The Architecture of a Lifetime: Structures of Remembrance and Invention in Walter Benjamin and Aldo Rossi


  • Jolien Paeleman



This article presents the result of research on the influence of Walter Benjamin’s thinking in the work of Italian architect Aldo Rossi (1931–1997). In present-day architectural criticism, Aldo Rossi’s oeuvre still constitutes a rich subject for discussion because of its resistance to easy pinpointing, even if Rossi himself explained his theories and methods of design on numerous occasions. In his writings, among these A Scientific Autobiography, Rossi quotes from a collection of Benjamin’s memoirs: Berlin Childhood around 1900. The architect believes that these short prose pieces express better than anything else what he himself had not been able to explain in his writing.
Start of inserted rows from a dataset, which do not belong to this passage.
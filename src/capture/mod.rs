//! Event capture adapters.
//!
//! Thin shims over the two host-provided event streams: the executed-query log
//! and the outbound-call entry point.

pub mod network;
pub mod query_log;

use thiserror::Error;

pub use network::{
    BlockedCall, CallSite, InterceptionHandle, InterceptionManager, NetworkCallBlocked,
    NetworkEvent, NetworkPolicy, OutboundRequest, OutboundResponse, ScopeCalls, Transport,
    TransportError,
};
pub use query_log::{parse_duration_seconds, QueryEvent, QuerySource, RawQuery, SharedQueryLog};

/// Errors raised while reading a host event source.
#[derive(Debug, Error)]
pub enum CaptureError {
    #[error("Query log unavailable: {0}")]
    Unavailable(String),

    #[error("Query log does not support reset")]
    ResetUnsupported,

    #[error("Watermark {watermark} is past the end of the query log ({len} entries)")]
    WatermarkAhead { watermark: usize, len: usize },
}
//! Network statistics for one scope.

use serde::{Deserialize, Serialize};

use crate::capture::{BlockedCall, ScopeCalls};

#[derive(Debug, Clone, Default, PartialEq, Eq, Serialize, Deserialize)]
pub struct NetworkStats {
    pub total_calls: u64,
    pub urls: Vec<String>,
    pub total_duration_ms: u64,
    #[serde(default, skip_serializing_if = "Vec::is_empty")]
    pub blocked_calls: Vec<BlockedCall>,
}

impl NetworkStats {
    /// Captured calls come first, then blocked attempts, each in arrival order.
    pub fn from_calls(calls: &ScopeCalls) -> Self {
        let urls = calls
            .events
            .iter()
            .map(|e| e.url.clone())
            .chain(calls.blocked.iter().map(|b| b.url.clone()))
            .collect::<Vec<_>>();
        let total_duration_ms = calls.events.iter().filter_map(|e| e.duration_ms).sum();

        Self {
            total_calls: urls.len() as u64,
            urls,
            total_duration_ms,
            blocked_calls: calls.blocked.clone(),
        }
    }

    /// Any call seen, captured or blocked.
    pub fn has_activity(&self) -> bool {
        self.total_calls > 0
    }
}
In this paper I intend to show the poignancy of the words Rossi referred to and the implications they had on his architecture by offering close comparisons of Benjamin’s and Rossi’s autobiographical writings. In addition, this study examines how one of Rossi’s most famous architectural artefacts, the ossuary of San Cataldo cemetery at Modena, can be viewed as a coalescence of a Benjaminian thought-image, thereby fortifying the philosopher’s presence in modern architecture.

Author Biography

Jolien Paeleman

Jolien Paeleman (Belgium, 1984) holds a Master of Architecture from Ghent University since 2008. In 2014, she obtained a Master of Literary Studies at the University of Leuven. She currently lives and works in Ghent.